RECORDS PROVIDED:
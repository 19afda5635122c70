use std::collections::BTreeMap;
use std::env;
use std::fs;
use std::path::PathBuf;
use std::time::Duration;

use serde::{Deserialize, Serialize};

use crate::error::MedStoreError;
use crate::transfer::RetryPolicy;

/// Default API endpoint used when no URL is configured.
pub const DEFAULT_URL: &str = "https://preview.medstore.io";

/// Default bound on simultaneous series exports.
pub const MAX_CONCURRENCY: usize = 30;
/// Largest number of files for which presigned URLs are requested at once.
pub const MAX_FILE_BATCH_SIZE: usize = 1000;
/// Default bound on simultaneous file uploads.
pub const MAX_UPLOAD_CONCURRENCY: usize = 5;
/// Default listing page size for query/export pagination.
pub const EXPORT_PAGE_SIZE: usize = 50;
/// Attempt budget shared by the GraphQL client and file transfers.
pub const MAX_RETRY_ATTEMPTS: u32 = 3;
/// Per-request timeout for GraphQL calls.
pub const REQUEST_TIMEOUT: Duration = Duration::from_secs(30);

/// Explicit client configuration threaded through the transport and the
/// pipelines. There is intentionally no process-wide settings singleton.
#[derive(Debug, Clone)]
pub struct ClientConfig {
    pub url: String,
    pub api_key: String,
    pub secret_key: String,
    pub verify_ssl: bool,
    pub request_timeout: Duration,
    pub retry: RetryPolicy,
}

impl ClientConfig {
    pub fn new(
        api_key: impl Into<String>,
        secret_key: impl Into<String>,
        url: impl Into<String>,
    ) -> Result<Self, MedStoreError> {
        let api_key = api_key.into();
        let secret_key = secret_key.into();
        if api_key.trim().is_empty() || secret_key.trim().is_empty() {
            return Err(MedStoreError::Config(
                "API key and secret key must not be empty".into(),
            ));
        }
        let url = url.into();
        Ok(ClientConfig {
            url: if url.trim().is_empty() {
                DEFAULT_URL.into()
            } else {
                url
            },
            api_key,
            secret_key,
            verify_ssl: true,
            request_timeout: REQUEST_TIMEOUT,
            retry: RetryPolicy::default(),
        })
    }

    /// Build a configuration from `MEDSTORE_API_KEY`, `MEDSTORE_SECRET_KEY`
    /// and (optionally) `MEDSTORE_URL`.
    pub fn from_env() -> Result<Self, MedStoreError> {
        let api_key = env::var("MEDSTORE_API_KEY")
            .map_err(|_| MedStoreError::Config("MEDSTORE_API_KEY is not set".into()))?;
        let secret_key = env::var("MEDSTORE_SECRET_KEY")
            .map_err(|_| MedStoreError::Config("MEDSTORE_SECRET_KEY is not set".into()))?;
        let url = env::var("MEDSTORE_URL").unwrap_or_else(|_| DEFAULT_URL.into());
        ClientConfig::new(api_key, secret_key, url)
    }

    pub fn with_retry(mut self, retry: RetryPolicy) -> Self {
        self.retry = retry;
        self
    }

    pub fn with_verify_ssl(mut self, verify_ssl: bool) -> Self {
        self.verify_ssl = verify_ssl;
        self
    }
}

/// One stored credentials profile.
#[derive(Debug, Clone, Serialize, Deserialize)]
pub struct Profile {
    pub api_key: String,
    pub secret_key: String,
    pub org_id: String,
    #[serde(default)]
    pub url: Option<String>,
}

/// The `~/.medstore/credentials` TOML file.
#[derive(Debug, Clone, Default, Serialize, Deserialize)]
pub struct CredentialsFile {
    #[serde(default)]
    pub profiles: BTreeMap<String, Profile>,
}

impl CredentialsFile {
    pub fn default_path() -> Result<PathBuf, MedStoreError> {
        let home = dirs::home_dir()
            .ok_or_else(|| MedStoreError::Config("could not determine home directory".into()))?;
        Ok(home.join(".medstore").join("credentials"))
    }

    pub fn load(path: &PathBuf) -> Result<Self, MedStoreError> {
        if !path.is_file() {
            return Ok(CredentialsFile::default());
        }
        let raw = fs::read_to_string(path)?;
        toml::from_str(&raw).map_err(|err| {
            MedStoreError::Config(format!("malformed credentials file {}: {err}", path.display()))
        })
    }

    pub fn save(&self, path: &PathBuf) -> Result<(), MedStoreError> {
        if let Some(parent) = path.parent() {
            fs::create_dir_all(parent)?;
        }
        let raw = toml::to_string_pretty(self)
            .map_err(|err| MedStoreError::Config(format!("could not encode credentials: {err}")))?;
        fs::write(path, raw)?;
        Ok(())
    }

    pub fn profile(&self, name: &str) -> Option<&Profile> {
        self.profiles.get(name)
    }
}

#[cfg(test)]
mod tests {
    use super::*;

    #[test]
    fn rejects_empty_keys() {
        assert!(ClientConfig::new("", "secret", "").is_err());
        assert!(ClientConfig::new("key", " ", "").is_err());
    }

    #[test]
    fn defaults_url_when_blank() {
        let config = ClientConfig::new("key", "secret", "").unwrap();
        assert_eq!(config.url, DEFAULT_URL);
        assert!(config.verify_ssl);
    }

    #[test]
    fn credentials_round_trip() {
        let dir = tempfile::tempdir().unwrap();
        let path = dir.path().join("credentials");
        let mut creds = CredentialsFile::default();
        creds.profiles.insert(
            "default".into(),
            Profile {
                api_key: "key".into(),
                secret_key: "secret".into(),
                org_id: "org".into(),
                url: None,
            },
        );
        creds.save(&path).unwrap();
        let loaded = CredentialsFile::load(&path).unwrap();
        assert_eq!(loaded.profile("default").unwrap().api_key, "key");
    }
}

TASK INSTRUCTIONS:
Among the records above, find each line holding the string "Serialize" and pull it out.

TASK RESPONSE:
use serde::{Deserialize, Serialize};
#[derive(Debug, Clone, Serialize, Deserialize)]
#[derive(Debug, Clone, Default, Serialize, Deserialize)]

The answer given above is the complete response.